Principle:Huggingface Datasets Parquet Import
| Knowledge Sources | |
|---|---|
| Domains | Data_Engineering, NLP |
| Last Updated | 2026-02-14 18:00 GMT |
Overview
Parquet Import is the principle of loading Apache Parquet columnar files into the HuggingFace Dataset format.
Description
Apache Parquet is a columnar storage format optimized for analytical workloads. The Parquet Import principle covers reading one or more Parquet files, mapping their schema to HuggingFace Features, and producing an Arrow-backed Dataset or IterableDataset. Because Parquet is already columnar and self-describing, the import is highly efficient: the schema is read from the file metadata, column pruning can skip irrelevant data, and row-group-level predicate pushdown is possible. The underlying Parquet builder transparently handles these optimizations.
Usage
Use Parquet Import when your data is already stored in Parquet format, which is common for data exported from Spark, BigQuery, or the Hugging Face Hub.
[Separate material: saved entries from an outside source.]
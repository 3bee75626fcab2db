use std::fmt;
use std::sync::Arc;
use std::time::Duration;

use serde::{Deserialize, Serialize};

use super::media::ScanResult;

/// What happens when an operation arrives that the current state does not
/// declare.
#[derive(Debug, Clone, Copy, PartialEq, Eq, Serialize, Deserialize)]
#[serde(rename_all = "snake_case")]
pub enum IllegalCallPolicy {
    /// Record the call, then panic on the serial queue (programmer error).
    Assert,
    /// Record the call and fail the caller's completion.
    LogAndIgnore,
    /// Record the call, fail the caller's completion, then schedule a
    /// session recreation.
    RecreateSession,
}

impl Default for IllegalCallPolicy {
    fn default() -> Self {
        if cfg!(debug_assertions) {
            Self::Assert
        } else {
            Self::LogAndIgnore
        }
    }
}

/// Configuration for a state machine context.
#[derive(Debug, Clone, PartialEq)]
pub struct CaptureConfiguration {
    /// Name of the serial queue thread (default: "camera-capture-queue").
    pub queue_name: String,

    /// Name of the callback thread spawned by `StateMachineContext::with_hardware`
    /// (default: "camera-capture-callbacks").
    pub callback_thread_name: String,

    /// Policy applied to operations that are illegal in the current state.
    pub illegal_call_policy: IllegalCallPolicy,

    /// Number of transitions and illegal calls kept by the book keeper.
    pub book_keeper_capacity: usize,

    /// Applied to recordings started without an explicit max duration
    /// (None = unlimited).
    pub default_max_recording_duration: Option<Duration>,
}

impl CaptureConfiguration {
    pub fn validate(&self) -> Result<(), String> {
        if self.queue_name.trim().is_empty() {
            return Err("queue name must not be empty".into());
        }
        if self.callback_thread_name.trim().is_empty() {
            return Err("callback thread name must not be empty".into());
        }
        if self.book_keeper_capacity == 0 {
            return Err("book keeper capacity must be positive".into());
        }
        if self.default_max_recording_duration == Some(Duration::ZERO) {
            return Err("default max recording duration must be positive".into());
        }
        Ok(())
    }
}

impl Default for CaptureConfiguration {
    fn default() -> Self {
        Self {
            queue_name: "camera-capture-queue".into(),
            callback_thread_name: "camera-capture-callbacks".into(),
            illegal_call_policy: IllegalCallPolicy::default(),
            book_keeper_capacity: 256,
            default_max_recording_duration: None,
        }
    }
}

/// Audio setup used while recording.
#[derive(Debug, Clone, PartialEq, Serialize, Deserialize)]
pub struct AudioConfiguration {
    /// Record an audio track at all (default: true).
    pub enabled: bool,

    /// Sample rate in Hz (default: 44100).
    pub sample_rate: f64,

    /// Channel count, 1 or 2 (default: 1).
    pub channels: u16,
}

impl AudioConfiguration {
    pub fn silent() -> Self {
        Self {
            enabled: false,
            ..Self::default()
        }
    }

    pub fn validate(&self) -> Result<(), String> {
        if !self.enabled {
            return Ok(());
        }
        if !self.sample_rate.is_finite() || self.sample_rate <= 0.0 {
            return Err(format!("sample rate must be positive, got {}", self.sample_rate));
        }
        if ![1, 2].contains(&self.channels) {
            return Err(format!("unsupported channel count: {}", self.channels));
        }
        Ok(())
    }
}

impl Default for AudioConfiguration {
    fn default() -> Self {
        Self {
            enabled: true,
            sample_rate: 44100.0,
            channels: 1,
        }
    }
}

#[derive(Debug, Clone, Copy, PartialEq, Eq, Serialize, Deserialize)]
#[serde(rename_all = "lowercase")]
pub enum VideoOutputType {
    Video,
    Gif,
}

/// Encoder settings for a recording.
#[derive(Debug, Clone, PartialEq, Serialize, Deserialize)]
pub struct VideoOutputSettings {
    pub width: u32,
    pub height: u32,
    pub video_bitrate: u32,
    pub audio_bitrate: u32,
    pub key_frame_interval: u32,
    pub output_type: VideoOutputType,
}

impl VideoOutputSettings {
    pub fn validate(&self) -> Result<(), String> {
        if self.width == 0 || self.height == 0 {
            return Err(format!("invalid dimensions: {}x{}", self.width, self.height));
        }
        if self.width % 2 != 0 || self.height % 2 != 0 {
            return Err(format!(
                "dimensions must be even: {}x{}",
                self.width, self.height
            ));
        }
        if self.video_bitrate == 0 {
            return Err("video bitrate must be positive".into());
        }
        if self.key_frame_interval == 0 {
            return Err("key frame interval must be positive".into());
        }
        Ok(())
    }
}

impl Default for VideoOutputSettings {
    fn default() -> Self {
        Self {
            width: 720,
            height: 1280,
            video_bitrate: 5_000_000,
            audio_bitrate: 128_000,
            key_frame_interval: 15,
            output_type: VideoOutputType::Video,
        }
    }
}

#[derive(Debug, Clone, Copy, PartialEq, Eq, Hash, Serialize, Deserialize)]
#[serde(rename_all = "lowercase")]
pub enum ScanType {
    Qr,
    Barcode,
    Snapcode,
}

/// Receives scan results on the callback thread.
pub type ScanResultHandler = Arc<dyn Fn(&ScanResult) + Send + Sync + 'static>;

/// What to look for while scanning, and where to report it.
#[derive(Clone)]
pub struct ScanConfiguration {
    pub scan_types: Vec<ScanType>,
    pub results_handler: ScanResultHandler,
}

impl ScanConfiguration {
    pub fn new(scan_types: Vec<ScanType>, results_handler: ScanResultHandler) -> Self {
        Self {
            scan_types,
            results_handler,
        }
    }

    pub fn validate(&self) -> Result<(), String> {
        if self.scan_types.is_empty() {
            return Err("at least one scan type is required".into());
        }
        Ok(())
    }
}

impl fmt::Debug for ScanConfiguration {
    fn fmt(&self, f: &mut fmt::Formatter<'_>) -> fmt::Result {
        f.debug_struct("ScanConfiguration")
            .field("scan_types", &self.scan_types)
            .finish_non_exhaustive()
    }
}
Parquet is the recommended format for large datasets because it provides built-in compression, efficient columnar access, and fast import times.
Theoretical Basis
Parquet stores data in a columnar layout organized into row groups, with each column chunk independently compressed and encoded. Importing Parquet into Arrow is nearly zero-copy because both formats share the same columnar memory model. The import process reads Parquet metadata to determine the schema, maps Parquet logical types to Arrow types, and memory-maps the deserialized column chunks into Arrow record batches. This makes Parquet the fastest format to import into the HuggingFace Dataset ecosystem.